Directions: Print the data below exactly, but only the lines from the one containing "and expression lowering" down to the one containing "here, becomes an error node.", inclusive.

------------------------------------------------------------------------

/// Counters of `enter_scope`/`leave_scope` calls
#[derive(Debug, Clone, Copy, Default, PartialEq, Eq)]
pub struct ScopeBalance {
    pub entered: usize,
    pub left: usize,
}

impl ScopeBalance {
    pub fn is_balanced(&self) -> bool {
        self.entered == self.left
    }
}

pub trait DeclarationRegistry {
    fn arena(&self) -> &IrArena;
    fn arena_mut(&mut self) -> &mut IrArena;

    fn get_lowered_class(&mut self, class: SymbolId) -> LoweringResult<IrDeclId>;
    fn get_lowered_anonymous_class(&mut self, class: SymbolId) -> LoweringResult<IrDeclId>;
    fn get_lowered_function(&mut self, function: SymbolId) -> LoweringResult<IrDeclId>;
    fn get_lowered_local_function(&mut self, function: SymbolId) -> LoweringResult<IrDeclId>;
    fn get_lowered_constructor(&mut self, constructor: SymbolId) -> LoweringResult<IrDeclId>;
    /// Property together with its accessor shells
    fn get_lowered_property(&mut self, property: SymbolId) -> LoweringResult<IrDeclId>;
    fn get_lowered_type_parameter(&mut self, owner: SymbolId, index: u32)
        -> LoweringResult<IrDeclId>;
    /// Function, constructor or accessor, whichever `symbol` is
    fn get_lowered_function_symbol(&mut self, symbol: SymbolId) -> LoweringResult<IrDeclId>;
    fn get_lowered_anonymous_initializer(&mut self, init: SymbolId) -> LoweringResult<IrDeclId>;
    /// Parameter or local variable visible in the open scopes
    fn get_lowered_value(&self, value: SymbolId) -> Option<IrDeclId>;

    fn enter_scope(&mut self, owner: SymbolId);
    fn leave_scope(&mut self, owner: SymbolId) -> LoweringResult<()>;
    fn scope_balance(&self) -> ScopeBalance;

    /// Value parameters of `function` (a function or constructor) from its
    /// signature, registered in the innermost scope
    fn declare_parameters(
        &mut self,
        function: IrDeclId,
        source: SymbolId,
    ) -> LoweringResult<Vec<IrDeclId>>;
    fn create_and_register_local_variable(
        &mut self,
        parent: IrDeclId,
        variable: &TypedVariable,
        origin: IrDeclarationOrigin,
    ) -> LoweringResult<IrDeclId>;
    fn declare_temporary_variable(
        &mut self,
        parent: IrDeclId,
        initializer: IrExpr,
        name_hint: &str,
    ) -> LoweringResult<IrDeclId>;
    fn declare_backing_field(&mut self, property: IrDeclId) -> LoweringResult<IrDeclId>;
    /// Implicit `this` of a member function, typed at the class's self type
    fn declare_dispatch_receiver(
        &mut self,
        function: IrDeclId,
        class: SymbolId,
    ) -> LoweringResult<IrDeclId>;
    /// Stub in `class` for the inherited function or property `original`
    fn declare_fake_override(
        &mut self,
        class: IrDeclId,
        original: SymbolId,
    ) -> LoweringResult<IrDeclId>;
}

#[derive(Debug)]
struct LocalScope {
    owner: SymbolId,
    values: Vec<SymbolId>,
}

pub struct DeclarationStorage<'s> {
    symbols: &'s SymbolTable,
    types: TypeTranslator<'s>,
    arena: IrArena,
    classes: FxHashMap<SymbolId, IrDeclId>,
    functions: FxHashMap<SymbolId, IrDeclId>,
    constructors: FxHashMap<SymbolId, IrDeclId>,
    properties: FxHashMap<SymbolId, IrDeclId>,
    initializers: FxHashMap<SymbolId, IrDeclId>,
    type_parameters: FxHashMap<(SymbolId, u32), IrDeclId>,
    values: FxHashMap<SymbolId, IrDeclId>,
    backing_fields: FxHashMap<IrDeclId, IrDeclId>,
    dispatch_receivers: FxHashMap<IrDeclId, IrDeclId>,
    fake_overrides: FxHashMap<(IrDeclId, SymbolId), IrDeclId>,
    scopes: Vec<LocalScope>,
    balance: ScopeBalance,
    temporaries: u32,
}
//! Benchmarks for module lowering

use compiler::driver::{lower_module, lower_modules_parallel, TypedModule};
use compiler::tast::builder::TastBuilder;
use compiler::tast::*;
use compiler::LoweringConfig;
use criterion::{black_box, criterion_group, criterion_main, BenchmarkId, Criterion};

/// A chain of open classes, each adding one function and one property,
/// so every level inherits everything above it
fn generate_deep_inheritance(depth: usize) -> TypedModule {
    let mut b = TastBuilder::new();
    let mut declarations = Vec::with_capacity(depth);
    let mut parent: Option<SymbolId> = None;

    for i in 0..depth {
        let mut class = b.class(&format!("Level{}", i));
        class.modality = Modality::Open;
        if let Some(parent) = parent {
            class.supertypes.push(TypeRef::class(parent));
        }
        let mut method = b.function(&format!("method{}", i), TypeRef::int());
        method.modality = Modality::Open;
        let ret = b.ret(Some(method.symbol_id), None, Some(b.int(i as i64)));
        method.body = Some(TypedBlock::new(vec![b.expr(ret)]));
        class.members.push(TypedDeclaration::Function(method));

        let mut field = b.property(&format!("field{}", i), TypeRef::int(), true);
        field.initializer = Some(b.int(i as i64));
        class.members.push(TypedDeclaration::Property(field));

        parent = Some(class.symbol_id);
        declarations.push(TypedDeclaration::Class(class));
    }

    let file = b.file("inheritance.kt", declarations);
    TypedModule::new("inheritance", vec![file])
}

/// One function per file calling the function of the previous file
fn generate_many_functions(count: usize) -> TypedModule {
    let mut b = TastBuilder::new();
    let mut files = Vec::with_capacity(count);
    let mut previous: Option<SymbolId> = None;

    for i in 0..count {
        let mut function = b.function(&format!("step{}", i), TypeRef::int());
        let mut statements = Vec::new();
        let local = b.variable("acc", TypeRef::int(), Some(b.int(i as i64)));
        let read = b.read(&local);
        statements.push(TypedStatement::Variable(local));
        let value = match previous {
            Some(callee) => b.call(callee, &format!("step{}", i - 1), Vec::new(), TypeRef::int()),
            None => read,
        };
        statements.push(b.expr(b.ret(Some(function.symbol_id), None, Some(value))));
        function.body = Some(TypedBlock::new(statements));

        previous = Some(function.symbol_id);
        files.push(b.file(&format!("step{}.kt", i), vec![TypedDeclaration::Function(function)]));
    }

    TypedModule::new("functions", files)
}

fn benchmark_inheritance(c: &mut Criterion) {
    let mut group = c.benchmark_group("fake_overrides");
    let config = LoweringConfig::default();

    for depth in [10, 20, 50].iter() {
        let module = generate_deep_inheritance(*depth);

        group.bench_with_input(BenchmarkId::from_parameter(depth), &module, |b, module| {
            b.iter(|| {
                let lowered = lower_module(black_box(module), &config);
                black_box(lowered)
            });
        });
    }

    group.finish();
}

fn benchmark_function_bodies(c: &mut Criterion) {
    let mut group = c.benchmark_group("function_bodies");
    let config = LoweringConfig {
        validate: false,
        ..LoweringConfig::default()
    };

    for count in [100, 500, 1000].iter() {
        let module = generate_many_functions(*count);

        group.bench_with_input(BenchmarkId::from_parameter(count), &module, |b, module| {
            b.iter(|| {
                let lowered = lower_module(black_box(module), &config);
                black_box(lowered)
            });
        });
    }

    group.finish();
}

fn benchmark_parallel_modules(c: &mut Criterion) {
    let modules: Vec<TypedModule> = (0..8).map(|_| generate_deep_inheritance(20)).collect();
    let config = LoweringConfig::default();

    c.bench_function("parallel_modules", |b| {
        b.iter(|| black_box(lower_modules_parallel(black_box(&modules), &config)));
    });
}

criterion_group!(
    benches,
    benchmark_inheritance,
    benchmark_function_bodies,
    benchmark_parallel_modules
);
criterion_main!(benches);
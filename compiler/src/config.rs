//! Lowering configuration from the `[lowering]` section of `tessera.toml`.

use serde::Deserialize;
use std::path::Path;
use thiserror::Error;

/// `[lowering]` section.
#[derive(Debug, Clone, PartialEq, Eq, Deserialize)]
#[serde(default, rename_all = "kebab-case")]
pub struct LoweringConfig {
    /// Synthesize stubs for inherited members not redeclared in a class
    pub fake_overrides: bool,
    /// Lower annotations of files and declarations
    pub annotations: bool,
    /// Log the dump of every lowered file at debug level
    pub dump: bool,
    /// Check ownership invariants after every lowered file
    pub validate: bool,
}

impl Default for LoweringConfig {
    fn default() -> Self {
        Self {
            fake_overrides: true,
            annotations: true,
            dump: false,
            validate: true,
        }
    }
}

#[derive(Debug, Error)]
pub enum ConfigError {
    #[error("failed to read {path}: {source}")]
    Io {
        path: String,
        #[source]
        source: std::io::Error,
    },
    #[error("failed to parse lowering configuration: {0}")]
    Parse(#[from] toml::de::Error),
}

/// The raw TOML structure; every other section belongs to someone else.
#[derive(Debug, Default, Deserialize)]
struct RawManifest {
    #[serde(default)]
    lowering: LoweringConfig,
}

impl LoweringConfig {
    /// Parse a manifest string. A missing `[lowering]` section yields the
    /// defaults.
    pub fn from_toml_str(content: &str) -> Result<Self, ConfigError> {
        let raw: RawManifest = toml::from_str(content)?;
        Ok(raw.lowering)
    }

    pub fn load(path: impl AsRef<Path>) -> Result<Self, ConfigError> {
        let path = path.as_ref();
        let content = std::fs::read_to_string(path).map_err(|source| ConfigError::Io {
            path: path.display().to_string(),
            source,
        })?;
        Self::from_toml_str(&content)
    }
}
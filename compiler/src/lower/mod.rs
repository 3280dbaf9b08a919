//! Lowering from the typed tree to the lowered IR
//!
//! A [`LoweringSession`] walks one typed file at a time and builds its
//! declarations in the registry's arena. The walk keeps five context stacks
//! (see [`context`]) and pushes and pops them through scoped helpers, so
//! every push has its pop on both the success and the error path.
//!
//! Two failure channels exist:
//!
//! - unresolved references, loop jumps without an enclosing loop and
//!   writes to properties without a backing field become error nodes plus a
//!   [`LoweringDiagnostic`]; the unit still completes
//! - unsupported constructs and broken internal invariants abort the unit
//!   with a [`LoweringError`]

pub mod context;
pub mod control_flow;
pub mod declarations;
pub mod error;
pub mod expressions;
pub mod fake_overrides;

use crate::config::LoweringConfig;
use crate::ir::dump::dump_file;
use crate::ir::validation::ensure_valid;
use crate::ir::*;
use crate::registry::{DeclarationRegistry, MemberResolver, TypeConverter};
use crate::tast::{SourceLocation, SymbolId, SymbolTable, TypeRef, TypedFile};
use context::{ClassFrame, ContextStacks, FunctionFrame, LoopRegistry};
use log::{debug, info, warn};

pub use error::{LoweringDiagnostic, LoweringError, LoweringResult};

/// A lowered file and the error nodes produced while lowering it
#[derive(Debug, Clone)]
pub struct LoweredUnit {
    pub file: IrDeclId,
    pub diagnostics: Vec<LoweringDiagnostic>,
}

impl LoweredUnit {
    pub fn has_errors(&self) -> bool {
        !self.diagnostics.is_empty()
    }
}

pub struct LoweringSession<'a> {
    symbols: &'a SymbolTable,
    registry: &'a mut dyn DeclarationRegistry,
    types: &'a dyn TypeConverter,
    members: &'a dyn MemberResolver,
    config: LoweringConfig,
    context: ContextStacks,
    loops: LoopRegistry,
    diagnostics: Vec<LoweringDiagnostic>,
}

impl<'a> LoweringSession<'a> {
    pub fn new(
        symbols: &'a SymbolTable,
        registry: &'a mut dyn DeclarationRegistry,
        types: &'a dyn TypeConverter,
        members: &'a dyn MemberResolver,
        config: LoweringConfig,
    ) -> Self {
        Self {
            symbols,
            registry,
            types,
            members,
            config,
            context: ContextStacks::new(),
            loops: LoopRegistry::default(),
            diagnostics: Vec::new(),
        }
    }

    pub fn arena(&self) -> &IrArena {
        self.registry.arena()
    }

    pub fn config(&self) -> &LoweringConfig {
        &self.config
    }

    /// Lower `file` and every declaration in it
    pub fn lower_file(&mut self, file: &TypedFile) -> LoweringResult<LoweredUnit> {
        info!("lowering file {}", file.name);
        let file_id = self.registry.arena_mut().alloc(
            IrDeclarationOrigin::Defined,
            file.source_location,
            IrDeclarationKind::File(IrFile {
                name: file.name.clone(),
                package: file.package.clone(),
                declarations: Vec::new(),
            }),
        );

        self.with_parent(file_id, |s| {
            for declaration in &file.declarations {
                s.lower_declaration(declaration)?;
            }
            s.annotate(file_id, &file.annotations)
        })?;

        if !self.context.is_empty() || !self.loops.is_empty() {
            return Err(LoweringError::InvalidTree(format!(
                "context stacks not empty after lowering {}",
                file.name
            )));
        }
        if self.config.validate {
            ensure_valid(self.registry.arena(), file_id)?;
        }
        if self.config.dump {
            debug!("lowered {}:\n{}", file.name, dump_file(self.registry.arena(), file_id));
        }

        let diagnostics = std::mem::take(&mut self.diagnostics);
        if !diagnostics.is_empty() {
            info!("{}: {} error node(s)", file.name, diagnostics.len());
        }
        Ok(LoweredUnit {
            file: file_id,
            diagnostics,
        })
    }

    // Scoped context helpers

    fn with_parent<T>(
        &mut self,
        parent: IrDeclId,
        f: impl FnOnce(&mut Self) -> LoweringResult<T>,
    ) -> LoweringResult<T> {
        self.context.push_parent(parent);
        let result = f(self);
        self.context.pop_parent();
        result
    }

    fn with_function<T>(
        &mut self,
        frame: FunctionFrame,
        f: impl FnOnce(&mut Self) -> LoweringResult<T>,
    ) -> LoweringResult<T> {
        self.context.push_function(frame);
        let result = f(self);
        self.context.pop_function();
        result
    }

    fn with_class<T>(
        &mut self,
        frame: ClassFrame,
        f: impl FnOnce(&mut Self) -> LoweringResult<T>,
    ) -> LoweringResult<T> {
        self.context.push_class(frame);
        let result = f(self);
        self.context.pop_class();
        result
    }

    fn with_property<T>(
        &mut self,
        property: IrDeclId,
        f: impl FnOnce(&mut Self) -> LoweringResult<T>,
    ) -> LoweringResult<T> {
        self.context.push_property(property);
        let result = f(self);
        self.context.pop_property();
        result
    }

    fn with_subject<T>(
        &mut self,
        subject: IrDeclId,
        f: impl FnOnce(&mut Self) -> LoweringResult<T>,
    ) -> LoweringResult<T> {
        self.context.push_subject(subject);
        let result = f(self);
        self.context.pop_subject();
        result
    }

    /// Run `f` inside a registry scope owned by `owner`. The scope is left
    /// even when `f` fails; the first error wins.
    fn in_registry_scope<T>(
        &mut self,
        owner: SymbolId,
        f: impl FnOnce(&mut Self) -> LoweringResult<T>,
    ) -> LoweringResult<T> {
        self.registry.enter_scope(owner);
        let result = f(self);
        let left = self.registry.leave_scope(owner);
        let value = result?;
        left?;
        Ok(value)
    }

    // Shared helpers

    fn lower_type(&self, ty: &TypeRef) -> IrType {
        self.types.to_lowered_type(ty)
    }

    /// Build an error node and record it as a diagnostic
    fn error_node(
        &mut self,
        kind: IrErrorKind,
        description: String,
        ty: IrType,
        location: SourceLocation,
    ) -> IrExpr {
        let diagnostic = LoweringDiagnostic::new(kind, description.clone(), location);
        match diagnostic.help() {
            Some(help) => warn!("{} (help: {})", diagnostic, help),
            None => warn!("{}", diagnostic),
        }
        self.diagnostics.push(diagnostic);
        IrExpr::error(kind, description, ty).at(location)
    }

    fn unresolved(&mut self, name: &str, ty: IrType, location: SourceLocation) -> IrExpr {
        self.error_node(
            IrErrorKind::UnresolvedReference,
            format!("unresolved reference `{}`", name),
            ty,
            location,
        )
    }

    fn attach_to_current_parent(&mut self, child: IrDeclId) -> LoweringResult<IrDeclId> {
        let parent = self.context.current_parent()?;
        self.registry.arena_mut().attach(parent, child)?;
        Ok(parent)
    }
}
//! Typed Abstract Syntax Tree
//!
//! The resolved source tree handed to lowering, together with the symbol
//! table built from it.

pub mod builder;
pub mod id_types;
pub mod node;
pub mod symbols;
pub mod types;

pub use id_types::*;
pub use node::*;
pub use symbols::*;
pub use types::*;
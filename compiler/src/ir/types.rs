//! Types of the lowered tree
//!
//! Aliases are gone at this level; class and type-parameter types keep the
//! symbol of their declaration so that the registry can map them to lowered
//! declarations on demand.

use crate::tast::{PrimitiveType, SymbolId};
use serde::Serialize;
use std::fmt;

#[derive(Debug, Clone, PartialEq, Eq, Hash, Serialize)]
pub enum IrType {
    Primitive {
        primitive: PrimitiveType,
        nullable: bool,
    },
    Class {
        classifier: SymbolId,
        arguments: Vec<IrType>,
        nullable: bool,
    },
    TypeParameter {
        owner: SymbolId,
        index: u32,
        nullable: bool,
    },
    Function {
        parameters: Vec<IrType>,
        return_type: Box<IrType>,
        nullable: bool,
    },
    /// Type of error nodes and of references resolution could not type
    Error,
}

impl IrType {
    pub const fn primitive(primitive: PrimitiveType) -> Self {
        IrType::Primitive {
            primitive,
            nullable: false,
        }
    }

    pub const fn unit() -> Self {
        Self::primitive(PrimitiveType::Unit)
    }

    pub const fn boolean() -> Self {
        Self::primitive(PrimitiveType::Boolean)
    }

    pub const fn string() -> Self {
        Self::primitive(PrimitiveType::String)
    }

    pub const fn nothing() -> Self {
        Self::primitive(PrimitiveType::Nothing)
    }

    /// Self type of a class: the class applied to its own type parameters
    pub fn self_type(class: SymbolId, type_parameter_count: usize) -> Self {
        IrType::Class {
            classifier: class,
            arguments: (0..type_parameter_count as u32)
                .map(|index| IrType::TypeParameter {
                    owner: class,
                    index,
                    nullable: false,
                })
                .collect(),
            nullable: false,
        }
    }

    pub fn is_nullable(&self) -> bool {
        match self {
            IrType::Primitive { nullable, .. }
            | IrType::Class { nullable, .. }
            | IrType::TypeParameter { nullable, .. }
            | IrType::Function { nullable, .. } => *nullable,
            IrType::Error => false,
        }
    }

    pub fn make_nullable(mut self) -> Self {
        match &mut self {
            IrType::Primitive { nullable, .. }
            | IrType::Class { nullable, .. }
            | IrType::TypeParameter { nullable, .. }
            | IrType::Function { nullable, .. } => *nullable = true,
            IrType::Error => {}
        }
        self
    }

    pub fn classifier(&self) -> Option<SymbolId> {
        match self {
            IrType::Class { classifier, .. } => Some(*classifier),
            _ => None,
        }
    }

    pub fn is_error(&self) -> bool {
        matches!(self, IrType::Error)
    }
}

impl fmt::Display for IrType {
    fn fmt(&self, f: &mut fmt::Formatter<'_>) -> fmt::Result {
        let nullable = match self {
            IrType::Primitive { primitive, nullable } => {
                write!(f, "{}", primitive)?;
                *nullable
            }
            IrType::Class {
                classifier,
                arguments,
                nullable,
            } => {
                write!(f, "#{}", classifier.as_raw())?;
                if !arguments.is_empty() {
                    f.write_str("<")?;
                    for (i, argument) in arguments.iter().enumerate() {
                        if i > 0 {
                            f.write_str(", ")?;
                        }
                        write!(f, "{}", argument)?;
                    }
                    f.write_str(">")?;
                }
                *nullable
            }
            IrType::TypeParameter {
                owner,
                index,
                nullable,
            } => {
                write!(f, "T{}@#{}", index, owner.as_raw())?;
                *nullable
            }
            IrType::Function {
                parameters,
                return_type,
                nullable,
            } => {
                f.write_str("(")?;
                for (i, parameter) in parameters.iter().enumerate() {
                    if i > 0 {
                        f.write_str(", ")?;
                    }
                    write!(f, "{}", parameter)?;
                }
                write!(f, ") -> {}", return_type)?;
                *nullable
            }
            IrType::Error => return f.write_str("<error>"),
        };
        if nullable {
            f.write_str("?")?;
        }
        Ok(())
    }
}
//! Statement and expression lowering
//!
//! Resolved references become reads, writes and calls of lowered
//! declarations fetched from the registry. A reference resolution gave up
//! on, or one that names nothing visible here, becomes an error node.

use super::{LoweringError, LoweringResult, LoweringSession};
use crate::ir::*;
use crate::tast::{
    ConstantValue, OperatorKind, SourceLocation, SymbolId, SymbolKind, TypeOperatorKind, TypeRef,
    TypedClass, TypedDeclaration, TypedExpression, TypedExpressionKind, TypedFunction,
    TypedReference, TypedStatement,
};
use log::trace;

fn describe(kind: &TypedExpressionKind) -> &'static str {
    match kind {
        TypedExpressionKind::Constant(_) => "constant",
        TypedExpressionKind::Access { .. } => "access",
        TypedExpressionKind::Call { .. } => "call",
        TypedExpressionKind::This { .. } => "this",
        TypedExpressionKind::WhenSubject => "when subject",
        TypedExpressionKind::Else => "else",
        TypedExpressionKind::When { .. } => "when",
        TypedExpressionKind::Break { .. } => "break",
        TypedExpressionKind::Continue { .. } => "continue",
        TypedExpressionKind::Return { .. } => "return",
        TypedExpressionKind::Throw { .. } => "throw",
        TypedExpressionKind::Try { .. } => "try",
        TypedExpressionKind::Operator { .. } => "operator",
        TypedExpressionKind::TypeOperator { .. } => "type operator",
        TypedExpressionKind::ClassLiteral { .. } => "class literal",
        TypedExpressionKind::StringTemplate { .. } => "string template",
        TypedExpressionKind::AnonymousFunction(_) => "anonymous function",
        TypedExpressionKind::AnonymousObject(_) => "anonymous object",
        TypedExpressionKind::Block(_) => "block",
    }
}
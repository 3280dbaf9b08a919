//! Loops, jumps, returns, `when`, `try` and `throw`
//!
//! A loop is registered under its source identity while its condition and
//! body are lowered, so `break` and `continue` inside can name the lowered
//! loop. A jump whose loop is not being lowered becomes an error node.

use super::{LoweringResult, LoweringSession};
use crate::ir::*;
use crate::tast::{
    LoopId, SourceLocation, SymbolId, TypedBlock, TypedCatch, TypedExpression,
    TypedExpressionKind, TypedVariable, TypedWhenBranch,
};

impl LoweringSession<'_> {
    fn with_loop<T>(
        &mut self,
        source: LoopId,
        lowered: IrLoopId,
        f: impl FnOnce(&mut Self) -> LoweringResult<T>,
    ) -> LoweringResult<T> {
        self.loops.register(source, lowered);
        let result = f(self);
        self.loops.deregister(source);
        result
    }

    fn lower_loop_body(&mut self, body: &TypedBlock) -> LoweringResult<IrExpr> {
        let statements = self.lower_statements(&body.statements)?;
        Ok(IrExpr::block(statements, IrType::unit()).at(body.source_location))
    }

    pub(crate) fn lower_while(
        &mut self,
        loop_id: LoopId,
        label: Option<&String>,
        condition: &TypedExpression,
        body: &TypedBlock,
        location: SourceLocation,
    ) -> LoweringResult<IrExpr> {
        let lowered = self.registry.arena_mut().new_loop_id();
        let (condition, body) = self.with_loop(loop_id, lowered, |s| {
            let condition = s.lower_expression(condition)?;
            let body = s.lower_loop_body(body)?;
            Ok((condition, body))
        })?;
        Ok(IrExpr::new(
            IrExprKind::While {
                loop_id: lowered,
                label: label.cloned(),
                condition: Box::new(condition),
                body: Box::new(body),
            },
            IrType::unit(),
        )
        .at(location))
    }

    pub(crate) fn lower_do_while(
        &mut self,
        loop_id: LoopId,
        label: Option<&String>,
        body: &TypedBlock,
        condition: &TypedExpression,
        location: SourceLocation,
    ) -> LoweringResult<IrExpr> {
        let lowered = self.registry.arena_mut().new_loop_id();
        let (body, condition) = self.with_loop(loop_id, lowered, |s| {
            let body = s.lower_loop_body(body)?;
            let condition = s.lower_expression(condition)?;
            Ok((body, condition))
        })?;
        Ok(IrExpr::new(
            IrExprKind::DoWhile {
                loop_id: lowered,
                label: label.cloned(),
                body: Box::new(body),
                condition: Box::new(condition),
            },
            IrType::unit(),
        )
        .at(location))
    }

    /// `break` or `continue` of the loop `target`
    pub(crate) fn lower_jump(
        &mut self,
        target: LoopId,
        label: Option<&String>,
        is_continue: bool,
        location: SourceLocation,
    ) -> IrExpr {
        let Some(loop_id) = self.loops.lookup(target) else {
            let keyword = if is_continue { "continue" } else { "break" };
            return self.error_node(
                IrErrorKind::UnboundLoop,
                format!("`{}` outside of loop {}", keyword, target),
                IrType::nothing(),
                location,
            );
        };
        let label = label.cloned();
        let kind = if is_continue {
            IrExprKind::Continue { loop_id, label }
        } else {
            IrExprKind::Break { loop_id, label }
        };
        IrExpr::new(kind, IrType::nothing())
    }

    pub(crate) fn lower_return(
        &mut self,
        target: Option<SymbolId>,
        label: Option<&str>,
        value: Option<&TypedExpression>,
    ) -> LoweringResult<IrExpr> {
        let target = self.resolve_return_target(target, label)?;
        let value = value
            .map(|value| self.lower_expression(value))
            .transpose()?
            .map(Box::new);
        Ok(IrExpr::new(IrExprKind::Return { target, value }, IrType::nothing()))
    }

    /// The recorded target if it is being lowered, else the innermost
    /// function carrying `label`, else the innermost function
    fn resolve_return_target(
        &self,
        target: Option<SymbolId>,
        label: Option<&str>,
    ) -> LoweringResult<IrDeclId> {
        if let Some(target) = target {
            if let Some(frame) = self.context.functions().find(|frame| frame.source == Some(target)) {
                return Ok(frame.decl);
            }
        }
        if let Some(label) = label {
            if let Some(frame) = self
                .context
                .functions()
                .find(|frame| frame.label.as_deref() == Some(label))
            {
                return Ok(frame.decl);
            }
        }
        Ok(self.context.current_function()?.decl)
    }

    /// A `when` with a subject becomes a block declaring the subject
    /// variable followed by the branches
    pub(crate) fn lower_when(
        &mut self,
        expr: &TypedExpression,
        subject: Option<&TypedExpression>,
        subject_variable: Option<&TypedVariable>,
        branches: &[TypedWhenBranch],
    ) -> LoweringResult<IrExpr> {
        if let Some(variable) = subject_variable {
            // `when (val x = ..)` keeps `x` to its branches
            return self.in_registry_scope(variable.symbol_id, |s| {
                let subject = s.lower_local_variable(variable)?;
                s.lower_when_branches(expr, Some(subject), branches)
            });
        }
        let subject = match subject {
            Some(subject) => {
                let value = self.lower_expression(subject)?;
                let parent = self.context.current_parent()?;
                Some(self.registry.declare_temporary_variable(parent, value, "subject")?)
            }
            None => None,
        };
        self.lower_when_branches(expr, subject, branches)
    }

    fn lower_when_branches(
        &mut self,
        expr: &TypedExpression,
        subject: Option<IrDeclId>,
        branches: &[TypedWhenBranch],
    ) -> LoweringResult<IrExpr> {
        let ty = self.lower_type(&expr.expr_type);
        let branches = match subject {
            Some(subject) => self.with_subject(subject, |s| s.lower_branches(branches, &ty))?,
            None => self.lower_branches(branches, &ty)?,
        };
        let when = IrExpr::new(IrExprKind::When { branches }, ty.clone()).at(expr.source_location);
        Ok(match subject {
            Some(subject) => IrExpr::block(
                vec![IrStatement::Declaration(subject), IrStatement::Expression(when)],
                ty,
            ),
            None => when,
        })
    }

    fn lower_branches(
        &mut self,
        branches: &[TypedWhenBranch],
        ty: &IrType,
    ) -> LoweringResult<Vec<IrBranch>> {
        let mut lowered = Vec::with_capacity(branches.len());
        for branch in branches {
            // `else -> {}` contributes nothing
            if matches!(branch.condition.kind, TypedExpressionKind::Else) && branch.result.is_empty() {
                continue;
            }
            let condition = self.lower_expression(&branch.condition)?;
            let statements = self.lower_statements(&branch.result.statements)?;
            lowered.push(IrBranch {
                condition,
                result: IrExpr::block(statements, ty.clone()).at(branch.source_location),
            });
        }
        Ok(lowered)
    }

    /// Each catch parameter lives in its own registry scope
    pub(crate) fn lower_try(
        &mut self,
        expr: &TypedExpression,
        body: &TypedBlock,
        catches: &[TypedCatch],
        finally: Option<&TypedBlock>,
    ) -> LoweringResult<IrExpr> {
        let ty = self.lower_type(&expr.expr_type);
        let try_result = IrExpr::block(self.lower_statements(&body.statements)?, ty.clone());

        let mut lowered_catches = Vec::with_capacity(catches.len());
        for catch in catches {
            let lowered = self.in_registry_scope(catch.parameter.symbol_id, |s| {
                let parameter = s.lower_variable_with_origin(
                    &catch.parameter,
                    IrDeclarationOrigin::CatchParameter,
                )?;
                let handler = IrExpr::block(s.lower_statements(&catch.body.statements)?, ty.clone())
                    .at(catch.source_location);
                Ok(IrCatch { parameter, handler })
            })?;
            lowered_catches.push(lowered);
        }

        let finally = finally
            .map(|block| {
                self.lower_statements(&block.statements)
                    .map(|statements| Box::new(IrExpr::block(statements, IrType::unit())))
            })
            .transpose()?;

        Ok(IrExpr::new(
            IrExprKind::Try {
                try_result: Box::new(try_result),
                catches: lowered_catches,
                finally,
            },
            ty,
        ))
    }
}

------------------------------------------------------------------------

Solution for this problem:
//! Statement and expression lowering
//!
//! Resolved references become reads, writes and calls of lowered
//! declarations fetched from the registry. A reference resolution gave up
//! on, or one that names nothing visible here, becomes an error node.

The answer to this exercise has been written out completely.